- Born: 26 November 1927 Aue, Saxony, Germany
- Died: 8 October 1986 (aged 58) East Berlin, East Germany
- Occupations: Pedagogue Teacher (higher education) University Professor (Leipzig)
- Political party: KPD SED

= Gerhard Dietrich (pedagogue) =

Gerhard Dietrich (26 November 1927 - 8 October 1986) was a leading German pedagogue and a Trades Union official.

From 1952 to 1980 he worked at what was then the Karl Marx University of Leipzig on the Structuring and Methodology of teaching Biology. Between 1980 and 1986 he was General Secretary of the Berlin based Academy of Pedagogic Sciences.

==Life==

===Early years===
Gerhard Dietrich was born on 26 November, 1927. The son of a metal worker, Dietrich attended school locally at Hundshübel on the north side of the Ore Mountains that divide Saxony from Bohemia. Between 1942 and 1944 he attended the commerce focused High school at nearby Eibenstock, training for a career as a baker. He was a member of the Hitler Youth between 1941 and 1945. Dietrich was sent to perform military service in 1944/45 and spent the period May–December 1945 in an Allied internment camp (Camp 2228) in the Rhineland.

===Career===
In 1945–46 Dietrich was employed at a factory in Stützengrün that made brushes. In 1946 he joined the KPD (Communist party). However, the part of Germany in which he lived was in the process of being transformed into the German Democratic Republic (East Germany), a new state created under a nation-building project that had been prepared in some detail by a team that had arrived from Moscow in April–May 1945. The plans did not envisage a genuine multi-party political system, and by the end of 1946 Gerhard Dietrich was a member of the country's ruling SED (Socialist Unity Party of Germany / Sozialistische Einheitspartei Deutschlands).

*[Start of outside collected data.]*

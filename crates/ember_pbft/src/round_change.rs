//! The round-change sub-protocol: the per-round vote pool and the handlers
//! that drive catch-up and new-round entry.

#[cfg(test)]
#[path = "round_change_test.rs"]
mod round_change_test;

use std::collections::HashMap;
use std::sync::Mutex;

use ember_wire::{Address, Message, MsgCode, Subject, View, B256};
use tracing::{trace, warn};

use crate::engine::Core;
use crate::message_set::MessageSet;
use crate::types::{Backend, ProtocolError};
use crate::validator_set::ValidatorSet;

/// Round-change votes, one [`MessageSet`] per target round.
///
/// Mutation happens on the consensus actor; the mutex is kept as a
/// correctness belt because the set outlives individual rounds.
#[derive(Debug)]
pub(crate) struct RoundChangeSet {
    validator_set: ValidatorSet,
    round_changes: Mutex<HashMap<u64, MessageSet>>,
}

impl RoundChangeSet {
    pub(crate) fn new(validator_set: ValidatorSet) -> Self {
        Self { validator_set, round_changes: Mutex::new(HashMap::new()) }
    }

    /// Record a round-change vote for `round`; returns the new vote count.
    pub(crate) fn add(&self, round: u64, msg: Message) -> Result<usize, ProtocolError> {
        let mut round_changes = self.round_changes.lock().expect("round change lock poisoned");
        let set = round_changes
            .entry(round)
            .or_insert_with(|| MessageSet::new(self.validator_set.clone()));
        set.add(msg)?;
        Ok(set.size())
    }

    /// Drop votes for rounds below `round`, and empty pools.
    pub(crate) fn clear(&self, round: u64) {
        let mut round_changes = self.round_changes.lock().expect("round change lock poisoned");
        round_changes.retain(|&r, set| r >= round && set.size() > 0);
    }

    /// Votes recorded for `round`.
    pub(crate) fn count(&self, round: u64) -> usize {
        let round_changes = self.round_changes.lock().expect("round change lock poisoned");
        round_changes.get(&round).map_or(0, MessageSet::size)
    }

    /// The largest round holding at least `num` votes.
    pub(crate) fn max_round(&self, num: usize) -> Option<u64> {
        let round_changes = self.round_changes.lock().expect("round change lock poisoned");
        round_changes.iter().filter(|(_, set)| set.size() >= num).map(|(&r, _)| r).max()
    }
}

impl<B: Backend> Core<B> {
    /// Vote to leave the current round.
    pub(crate) async fn send_next_round_change(&mut self) {
        let round = self.current_round();
        self.send_round_change(round + 1).await;
    }

    /// Vote to move to `round`; enters the catch-up state and broadcasts a
    /// round-change message. The own vote counts toward the thresholds.
    pub(crate) async fn send_round_change(&mut self, round: u64) {
        let current_view = self.current_view();
        if current_view.round >= round {
            warn!(
                old_round = current_view.round,
                new_round = round,
                "Cannot send round change for a smaller or equal round"
            );
            return;
        }
        self.catch_up_round(View::new(round, current_view.sequence));

        let subject = Subject {
            view: View::new(round, current_view.sequence),
            pending: B256::ZERO,
            digest: B256::ZERO,
        };
        let mut msg = Message::new(MsgCode::RoundChange, subject.encode());
        self.broadcast(&mut msg).await;
        // The broadcast skips ourselves; record the vote directly.
        if let Err(err) = self.round_change_set.add(round, msg) {
            warn!(%err, "Failed to record own round change");
        }
    }

    /// Move the local view to `view` while waiting for the network to agree
    /// on the new round. The hash lock (if any) survives.
    pub(crate) fn catch_up_round(&mut self, view: View) {
        let current_view = self.current_view();
        if view.round > current_view.round {
            metrics::counter!(crate::metrics::PBFT_ROUND_ADVANCES)
                .increment(view.round - current_view.round);
        }
        self.waiting_for_round_change = true;
        self.update_round_state(view, true);
        self.round_change_set.clear(view.round);
        self.new_round_change_timer();
        metrics::gauge!(crate::metrics::PBFT_ROUND).set(view.round as f64);

        trace!(new_round = view.round, new_seq = view.sequence, "Catch up round");
    }

    pub(crate) async fn handle_round_change(
        &mut self,
        msg: &Message,
        src: Address,
    ) -> Result<(), ProtocolError> {
        let subject = Subject::decode(&msg.msg).map_err(ProtocolError::FailedDecode)?;
        self.check_message(MsgCode::RoundChange, subject.view)?;

        let current_view = self.current_view();
        let round = subject.view.round;
        let count = self.round_change_set.add(round, msg.clone())?;
        trace!(%src, round, count, "Accepted round change");

        // F+1 votes for a higher round mean at least one honest validator is
        // there already; catch up.
        if round > current_view.round && count >= self.validator_set.f() + 1 {
            self.send_round_change(round).await;
        }
        // With a confirmation quorum at the round we are waiting on, enter
        // the new view.
        if self.waiting_for_round_change
            && round == self.current_round()
            && self.round_change_set.count(round) >= self.validator_set.confirmations()
        {
            self.start_new_round(round).await;
        }
        Ok(())
    }
}
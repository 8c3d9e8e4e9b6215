/// The width of each numeric column, including its left padding.
const COLUMN_WIDTH: usize = 10;

const HEADER: [&str; 4] = ["precision", "recall", "f1_score", "n_sample"];

/**
A `ReportTable` renders per-class metrics as fixed width text. The name column is right aligned to `name_width` and every other column is right aligned to ten characters. The summary row follows a line of dashes and the output has no trailing newline.
*/
pub struct ReportTable<'a> {
	pub name_width: usize,
	pub digits: usize,
	pub rows: &'a [Row<'a>],
	pub summary: Row<'a>,
}

pub struct Row<'a> {
	pub name: &'a str,
	pub precision: f64,
	pub recall: f64,
	pub f1_score: f64,
	pub n_sample: u64,
}

impl<'a> std::fmt::Display for ReportTable<'a> {
	fn fmt(&self, f: &mut std::fmt::Formatter) -> std::fmt::Result {
		write!(f, "{:>width$}", "", width = self.name_width)?;
		for column in HEADER.iter() {
			write!(f, "{:>width$}", column, width = COLUMN_WIDTH)?;
		}
		writeln!(f)?;
		for row in self.rows.iter() {
			let row = FormattedRow {
				row,
				name_width: self.name_width,
				digits: self.digits,
			};
			writeln!(f, "{}", row)?;
		}
		let line = Line {
			width: self.name_width + COLUMN_WIDTH * HEADER.len(),
		};
		writeln!(f, "{}", line)?;
		let summary = FormattedRow {
			row: &self.summary,
			name_width: self.name_width,
			digits: self.digits,
		};
		write!(f, "{}", summary)?;
		Ok(())
	}
}

struct Line {
	width: usize,
}

impl std::fmt::Display for Line {
	fn fmt(&self, f: &mut std::fmt::Formatter<'_>) -> std::fmt::Result {
		for _ in 0..self.width {
			write!(f, "-")?;
		}
		Ok(())
	}
}

struct FormattedRow<'a> {
	row: &'a Row<'a>,
	name_width: usize,
	digits: usize,
}

impl<'a> std::fmt::Display for FormattedRow<'a> {
	fn fmt(&self, f: &mut std::fmt::Formatter<'_>) -> std::fmt::Result {
		write!(f, "{:>width$}", self.row.name, width = self.name_width)?;
		for value in [self.row.precision, self.row.recall, self.row.f1_score].iter() {
			write!(
				f,
				"{:>width$.digits$}",
				value,
				width = COLUMN_WIDTH,
				digits = self.digits
			)?;
		}
		write!(f, "{:>width$}", self.row.n_sample, width = COLUMN_WIDTH)?;
		Ok(())
	}
}

#[test]
fn test_table() {
	let rows = [
		Row {
			name: "cat",
			precision: 0.25,
			recall: 1.0,
			f1_score: 0.4,
			n_sample: 12,
		},
		Row {
			name: "dog",
			precision: 0.0,
			recall: 0.0,
			f1_score: 0.0,
			n_sample: 0,
		},
	];
	let table = ReportTable {
		name_width: 8,
		digits: 2,
		rows: &rows,
		summary: Row {
			name: "accuracy",
			precision: 0.0,
			recall: 0.0,
			f1_score: 0.5,
			n_sample: 12,
		},
	};
	let expected = [
		"         precision    recall  f1_score  n_sample",
		"     cat      0.25      1.00      0.40        12",
		"     dog      0.00      0.00      0.00         0",
		"------------------------------------------------",
		"accuracy      0.00      0.00      0.50        12",
	]
	.join("\n");
	assert_eq!(table.to_string(), expected);
}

There was an acute shortage of working-age people in Germany by 1945, and from 1946 till 1949 Dietrich, like many others, worked as a pre-qualified trainee teacher at a junior school. He worked during these years in Hundshübel, after which he became a full teacher, working at the middle school, now becoming involved in teacher training. In 1949 he took a teaching job at the senior school in Schneeberg.

Later in 1949 he moved to the Karl Marx University in Leipzig where for three years, till 1952, he was a student at the Pedagogy faculty. He then stayed on, between 1952 and 1956, as a research assistant. He then, still at Leipzig, took a lectureship, remaining in post till 1963. During this period he received a doctorate in Pedagogy in 1957 and further promotion in 1962. A professorship incorporating a teaching contract followed in 1963. From 1964 till 1969, still at Leipzig Gerhard Dietrich was Prorektor für wissenschaftlichen Nachwuchs ("vice-rector for young scientists") which was followed by a period from 1970 till 1976 as Director of the Pedagogy Section and head of the Teaching Methodology department.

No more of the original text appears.